• TRY IT:
Gather all lines in the records below that include the word "concat".

☆ ☆ ☆ ☆ ☆ ☆ ☆

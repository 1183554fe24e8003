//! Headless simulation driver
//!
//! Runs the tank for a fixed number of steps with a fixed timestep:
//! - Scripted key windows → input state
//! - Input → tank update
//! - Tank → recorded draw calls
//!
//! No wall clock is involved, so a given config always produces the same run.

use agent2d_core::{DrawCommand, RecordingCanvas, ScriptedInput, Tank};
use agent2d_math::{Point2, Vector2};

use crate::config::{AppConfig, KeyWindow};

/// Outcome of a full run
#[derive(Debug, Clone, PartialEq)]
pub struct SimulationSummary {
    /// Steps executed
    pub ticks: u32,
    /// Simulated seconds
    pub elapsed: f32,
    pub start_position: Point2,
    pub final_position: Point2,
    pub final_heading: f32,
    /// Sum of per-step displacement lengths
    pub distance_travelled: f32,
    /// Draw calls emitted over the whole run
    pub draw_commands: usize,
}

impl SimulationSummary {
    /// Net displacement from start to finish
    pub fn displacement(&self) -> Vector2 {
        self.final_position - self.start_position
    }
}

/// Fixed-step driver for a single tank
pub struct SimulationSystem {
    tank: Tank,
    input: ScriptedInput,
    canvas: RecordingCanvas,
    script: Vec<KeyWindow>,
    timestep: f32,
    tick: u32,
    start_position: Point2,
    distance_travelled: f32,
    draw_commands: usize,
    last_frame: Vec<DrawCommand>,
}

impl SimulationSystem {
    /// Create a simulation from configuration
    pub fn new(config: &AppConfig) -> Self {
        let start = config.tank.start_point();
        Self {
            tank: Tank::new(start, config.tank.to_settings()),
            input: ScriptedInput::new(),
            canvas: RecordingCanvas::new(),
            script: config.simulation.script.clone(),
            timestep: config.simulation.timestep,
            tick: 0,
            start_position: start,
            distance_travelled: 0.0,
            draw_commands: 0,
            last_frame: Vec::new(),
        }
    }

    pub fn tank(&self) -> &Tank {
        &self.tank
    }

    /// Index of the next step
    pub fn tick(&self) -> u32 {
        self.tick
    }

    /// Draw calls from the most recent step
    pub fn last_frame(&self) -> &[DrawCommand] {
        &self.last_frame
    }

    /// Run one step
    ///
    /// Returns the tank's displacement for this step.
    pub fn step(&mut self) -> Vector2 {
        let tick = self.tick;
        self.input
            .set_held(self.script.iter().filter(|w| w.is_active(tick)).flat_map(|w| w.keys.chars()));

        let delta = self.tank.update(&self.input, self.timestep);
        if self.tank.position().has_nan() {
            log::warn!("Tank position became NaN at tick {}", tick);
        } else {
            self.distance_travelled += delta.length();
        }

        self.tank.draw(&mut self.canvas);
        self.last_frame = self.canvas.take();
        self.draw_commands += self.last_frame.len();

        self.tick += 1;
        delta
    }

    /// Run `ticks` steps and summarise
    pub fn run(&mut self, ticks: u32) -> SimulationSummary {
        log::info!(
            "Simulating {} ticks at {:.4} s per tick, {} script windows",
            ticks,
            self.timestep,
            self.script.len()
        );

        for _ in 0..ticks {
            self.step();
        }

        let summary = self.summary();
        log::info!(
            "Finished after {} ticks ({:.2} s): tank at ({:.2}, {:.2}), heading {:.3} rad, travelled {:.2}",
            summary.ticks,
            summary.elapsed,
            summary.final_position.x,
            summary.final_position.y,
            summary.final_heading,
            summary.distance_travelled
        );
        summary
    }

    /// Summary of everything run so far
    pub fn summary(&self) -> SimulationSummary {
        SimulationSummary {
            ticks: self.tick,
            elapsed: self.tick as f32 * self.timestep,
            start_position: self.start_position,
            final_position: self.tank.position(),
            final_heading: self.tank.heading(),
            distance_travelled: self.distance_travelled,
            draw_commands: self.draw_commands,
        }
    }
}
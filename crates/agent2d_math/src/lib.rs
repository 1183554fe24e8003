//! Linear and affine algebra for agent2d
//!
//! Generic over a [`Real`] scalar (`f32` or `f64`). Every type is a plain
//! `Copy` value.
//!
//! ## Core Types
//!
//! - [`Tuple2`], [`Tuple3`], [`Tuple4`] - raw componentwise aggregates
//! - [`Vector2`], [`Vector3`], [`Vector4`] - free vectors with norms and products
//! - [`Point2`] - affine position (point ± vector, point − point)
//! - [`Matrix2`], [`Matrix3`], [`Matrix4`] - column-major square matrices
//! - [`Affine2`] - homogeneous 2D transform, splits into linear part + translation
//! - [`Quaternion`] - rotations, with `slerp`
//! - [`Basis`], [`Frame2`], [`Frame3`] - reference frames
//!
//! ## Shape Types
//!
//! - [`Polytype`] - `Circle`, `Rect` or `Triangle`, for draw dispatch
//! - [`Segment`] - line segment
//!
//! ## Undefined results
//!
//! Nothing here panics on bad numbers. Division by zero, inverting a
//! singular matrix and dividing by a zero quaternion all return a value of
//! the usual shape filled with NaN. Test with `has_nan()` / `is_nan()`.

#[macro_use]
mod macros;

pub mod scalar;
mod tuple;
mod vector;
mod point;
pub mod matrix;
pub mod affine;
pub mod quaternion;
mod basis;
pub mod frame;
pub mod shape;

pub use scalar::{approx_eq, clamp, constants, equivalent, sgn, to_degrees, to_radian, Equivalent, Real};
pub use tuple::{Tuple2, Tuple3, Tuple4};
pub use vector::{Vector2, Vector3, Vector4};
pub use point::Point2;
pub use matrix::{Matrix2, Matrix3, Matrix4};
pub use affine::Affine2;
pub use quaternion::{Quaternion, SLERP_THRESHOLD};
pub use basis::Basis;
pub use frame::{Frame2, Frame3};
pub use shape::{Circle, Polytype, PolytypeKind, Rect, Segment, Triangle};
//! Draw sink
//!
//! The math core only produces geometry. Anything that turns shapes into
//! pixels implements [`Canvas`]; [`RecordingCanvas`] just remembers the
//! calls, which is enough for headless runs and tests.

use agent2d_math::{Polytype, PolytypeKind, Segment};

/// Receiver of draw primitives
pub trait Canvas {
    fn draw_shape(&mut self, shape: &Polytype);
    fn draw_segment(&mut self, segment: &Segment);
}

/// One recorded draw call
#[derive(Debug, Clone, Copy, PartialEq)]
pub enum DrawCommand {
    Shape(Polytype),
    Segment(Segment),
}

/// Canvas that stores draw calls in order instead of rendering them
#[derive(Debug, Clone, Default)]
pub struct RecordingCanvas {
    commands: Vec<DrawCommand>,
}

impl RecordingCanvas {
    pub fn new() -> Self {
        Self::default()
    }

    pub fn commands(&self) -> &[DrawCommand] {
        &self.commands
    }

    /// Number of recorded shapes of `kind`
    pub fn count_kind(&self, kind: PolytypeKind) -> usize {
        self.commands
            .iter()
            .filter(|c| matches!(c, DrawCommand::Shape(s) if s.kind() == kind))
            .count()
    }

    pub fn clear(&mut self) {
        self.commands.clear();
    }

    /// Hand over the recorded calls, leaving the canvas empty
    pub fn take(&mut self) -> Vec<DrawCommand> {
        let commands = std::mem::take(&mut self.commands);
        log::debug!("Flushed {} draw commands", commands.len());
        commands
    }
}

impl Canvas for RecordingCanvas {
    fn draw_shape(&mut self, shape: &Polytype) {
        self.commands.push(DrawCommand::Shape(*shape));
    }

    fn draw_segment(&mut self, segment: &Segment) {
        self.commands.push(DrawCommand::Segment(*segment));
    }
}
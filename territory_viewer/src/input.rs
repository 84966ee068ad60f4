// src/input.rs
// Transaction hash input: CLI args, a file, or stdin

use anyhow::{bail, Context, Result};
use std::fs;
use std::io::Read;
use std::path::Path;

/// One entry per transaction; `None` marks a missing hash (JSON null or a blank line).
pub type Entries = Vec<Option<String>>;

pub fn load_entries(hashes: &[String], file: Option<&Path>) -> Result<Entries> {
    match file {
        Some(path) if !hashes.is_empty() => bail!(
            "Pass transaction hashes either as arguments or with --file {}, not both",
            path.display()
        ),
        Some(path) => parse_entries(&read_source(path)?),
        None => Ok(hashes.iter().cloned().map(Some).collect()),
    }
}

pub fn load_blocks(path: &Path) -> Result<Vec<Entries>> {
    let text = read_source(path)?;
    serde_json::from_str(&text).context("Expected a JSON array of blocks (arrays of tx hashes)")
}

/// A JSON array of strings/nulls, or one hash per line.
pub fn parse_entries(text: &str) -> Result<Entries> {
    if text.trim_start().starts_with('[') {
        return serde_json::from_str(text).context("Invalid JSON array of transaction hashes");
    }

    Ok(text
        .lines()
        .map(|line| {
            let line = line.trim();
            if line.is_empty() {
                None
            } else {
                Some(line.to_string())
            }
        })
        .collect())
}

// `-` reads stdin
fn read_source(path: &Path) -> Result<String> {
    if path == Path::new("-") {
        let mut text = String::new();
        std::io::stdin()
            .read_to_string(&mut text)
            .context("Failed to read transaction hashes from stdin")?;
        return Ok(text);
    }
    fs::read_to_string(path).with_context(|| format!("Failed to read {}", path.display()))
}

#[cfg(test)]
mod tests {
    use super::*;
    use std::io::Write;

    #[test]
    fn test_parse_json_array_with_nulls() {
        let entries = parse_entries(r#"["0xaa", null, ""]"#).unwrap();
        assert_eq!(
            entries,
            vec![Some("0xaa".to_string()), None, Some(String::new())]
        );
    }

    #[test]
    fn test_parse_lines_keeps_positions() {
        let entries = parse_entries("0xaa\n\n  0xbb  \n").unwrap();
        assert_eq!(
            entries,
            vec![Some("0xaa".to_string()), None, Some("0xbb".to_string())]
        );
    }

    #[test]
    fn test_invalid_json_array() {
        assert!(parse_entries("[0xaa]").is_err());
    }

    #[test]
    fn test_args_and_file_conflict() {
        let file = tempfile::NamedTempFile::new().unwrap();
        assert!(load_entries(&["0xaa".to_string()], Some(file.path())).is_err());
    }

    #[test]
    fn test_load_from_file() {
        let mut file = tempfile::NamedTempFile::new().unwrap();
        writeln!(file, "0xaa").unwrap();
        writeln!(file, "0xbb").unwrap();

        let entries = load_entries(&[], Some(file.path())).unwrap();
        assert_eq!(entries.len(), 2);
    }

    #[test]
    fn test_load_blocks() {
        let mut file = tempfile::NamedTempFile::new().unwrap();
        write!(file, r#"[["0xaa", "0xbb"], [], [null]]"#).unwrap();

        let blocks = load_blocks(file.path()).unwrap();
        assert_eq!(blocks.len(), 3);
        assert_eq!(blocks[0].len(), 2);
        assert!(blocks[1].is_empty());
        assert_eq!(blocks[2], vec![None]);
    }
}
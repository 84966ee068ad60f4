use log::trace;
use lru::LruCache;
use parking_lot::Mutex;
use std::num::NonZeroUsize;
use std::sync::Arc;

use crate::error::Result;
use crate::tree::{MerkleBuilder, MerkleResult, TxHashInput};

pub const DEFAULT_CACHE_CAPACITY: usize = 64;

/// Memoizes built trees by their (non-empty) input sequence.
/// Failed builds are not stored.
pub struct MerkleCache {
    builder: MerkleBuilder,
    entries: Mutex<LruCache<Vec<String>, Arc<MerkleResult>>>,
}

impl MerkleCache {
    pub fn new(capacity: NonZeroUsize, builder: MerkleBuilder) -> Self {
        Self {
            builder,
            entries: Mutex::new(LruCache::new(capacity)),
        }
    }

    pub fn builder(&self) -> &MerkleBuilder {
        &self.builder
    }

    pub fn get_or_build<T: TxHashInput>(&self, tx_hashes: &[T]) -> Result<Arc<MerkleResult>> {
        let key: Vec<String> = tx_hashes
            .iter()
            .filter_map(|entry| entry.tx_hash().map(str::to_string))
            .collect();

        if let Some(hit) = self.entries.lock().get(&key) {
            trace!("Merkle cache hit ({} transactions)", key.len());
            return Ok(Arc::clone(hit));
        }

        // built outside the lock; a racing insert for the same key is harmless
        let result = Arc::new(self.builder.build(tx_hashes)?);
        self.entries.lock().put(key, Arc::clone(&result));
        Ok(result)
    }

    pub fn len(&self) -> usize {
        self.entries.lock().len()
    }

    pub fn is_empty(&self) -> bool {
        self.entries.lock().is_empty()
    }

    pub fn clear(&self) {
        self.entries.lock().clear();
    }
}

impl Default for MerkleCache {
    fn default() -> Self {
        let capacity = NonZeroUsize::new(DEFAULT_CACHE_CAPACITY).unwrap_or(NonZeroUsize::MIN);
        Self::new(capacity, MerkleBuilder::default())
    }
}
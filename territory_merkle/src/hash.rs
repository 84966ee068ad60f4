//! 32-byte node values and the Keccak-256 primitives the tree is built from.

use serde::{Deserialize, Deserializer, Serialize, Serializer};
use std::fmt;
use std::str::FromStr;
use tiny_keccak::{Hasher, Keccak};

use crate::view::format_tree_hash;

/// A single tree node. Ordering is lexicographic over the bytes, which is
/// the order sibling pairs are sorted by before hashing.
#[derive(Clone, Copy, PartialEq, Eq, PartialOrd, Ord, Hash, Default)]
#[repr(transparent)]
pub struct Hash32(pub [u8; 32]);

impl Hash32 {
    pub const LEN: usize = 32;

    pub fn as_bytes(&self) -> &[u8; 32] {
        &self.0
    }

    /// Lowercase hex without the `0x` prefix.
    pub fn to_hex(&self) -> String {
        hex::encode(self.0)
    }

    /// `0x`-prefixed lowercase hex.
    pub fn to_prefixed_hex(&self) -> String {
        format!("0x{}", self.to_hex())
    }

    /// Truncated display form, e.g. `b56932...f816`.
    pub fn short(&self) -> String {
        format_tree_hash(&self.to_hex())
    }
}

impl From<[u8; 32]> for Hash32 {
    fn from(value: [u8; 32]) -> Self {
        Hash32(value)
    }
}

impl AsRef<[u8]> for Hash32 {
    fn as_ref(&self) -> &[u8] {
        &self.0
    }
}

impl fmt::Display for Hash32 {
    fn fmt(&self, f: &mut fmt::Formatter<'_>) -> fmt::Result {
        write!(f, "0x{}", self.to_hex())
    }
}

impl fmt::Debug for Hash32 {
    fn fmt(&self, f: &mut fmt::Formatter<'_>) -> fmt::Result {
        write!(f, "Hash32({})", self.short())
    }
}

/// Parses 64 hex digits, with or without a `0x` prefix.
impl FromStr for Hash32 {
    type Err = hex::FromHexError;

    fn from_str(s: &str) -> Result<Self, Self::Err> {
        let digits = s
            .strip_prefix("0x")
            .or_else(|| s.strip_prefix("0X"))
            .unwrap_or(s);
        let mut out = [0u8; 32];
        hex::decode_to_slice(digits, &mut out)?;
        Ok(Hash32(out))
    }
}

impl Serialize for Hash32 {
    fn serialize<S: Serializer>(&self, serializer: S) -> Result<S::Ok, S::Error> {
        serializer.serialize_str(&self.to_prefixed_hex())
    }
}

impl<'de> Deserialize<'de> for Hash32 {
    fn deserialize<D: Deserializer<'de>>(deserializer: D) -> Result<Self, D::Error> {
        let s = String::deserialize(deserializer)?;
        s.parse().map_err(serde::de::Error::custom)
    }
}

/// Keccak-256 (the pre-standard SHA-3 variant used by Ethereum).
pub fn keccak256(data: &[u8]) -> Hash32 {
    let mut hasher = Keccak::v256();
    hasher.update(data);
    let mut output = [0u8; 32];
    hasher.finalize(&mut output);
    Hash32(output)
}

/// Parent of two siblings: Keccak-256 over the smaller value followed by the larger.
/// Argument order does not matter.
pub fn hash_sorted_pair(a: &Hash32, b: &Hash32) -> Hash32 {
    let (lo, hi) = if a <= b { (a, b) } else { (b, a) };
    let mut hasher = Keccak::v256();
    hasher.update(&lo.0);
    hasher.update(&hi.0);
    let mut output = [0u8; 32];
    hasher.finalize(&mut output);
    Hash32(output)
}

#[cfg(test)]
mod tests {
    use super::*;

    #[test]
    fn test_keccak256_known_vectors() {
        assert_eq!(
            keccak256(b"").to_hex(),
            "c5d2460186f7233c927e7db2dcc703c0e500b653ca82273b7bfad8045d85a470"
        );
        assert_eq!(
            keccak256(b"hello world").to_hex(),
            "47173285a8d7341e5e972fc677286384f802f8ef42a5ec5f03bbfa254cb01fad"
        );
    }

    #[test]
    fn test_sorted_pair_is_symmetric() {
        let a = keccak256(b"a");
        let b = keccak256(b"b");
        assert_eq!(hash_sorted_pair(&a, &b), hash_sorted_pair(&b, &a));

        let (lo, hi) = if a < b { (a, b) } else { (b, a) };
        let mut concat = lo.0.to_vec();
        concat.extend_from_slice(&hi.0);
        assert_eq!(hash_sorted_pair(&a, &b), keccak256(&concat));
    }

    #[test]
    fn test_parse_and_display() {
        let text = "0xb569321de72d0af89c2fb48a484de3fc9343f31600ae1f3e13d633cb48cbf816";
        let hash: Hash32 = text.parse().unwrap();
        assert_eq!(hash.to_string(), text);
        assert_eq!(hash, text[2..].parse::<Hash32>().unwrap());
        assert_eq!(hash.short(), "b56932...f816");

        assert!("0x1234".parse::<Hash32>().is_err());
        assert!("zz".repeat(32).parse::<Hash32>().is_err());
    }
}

☆ ☆ ☆ ☆ ☆ ☆ ☆

• SOLUTION BELOW:
        let mut concat = lo.0.to_vec();
        concat.extend_from_slice(&hi.0);
        assert_eq!(hash_sorted_pair(&a, &b), keccak256(&concat));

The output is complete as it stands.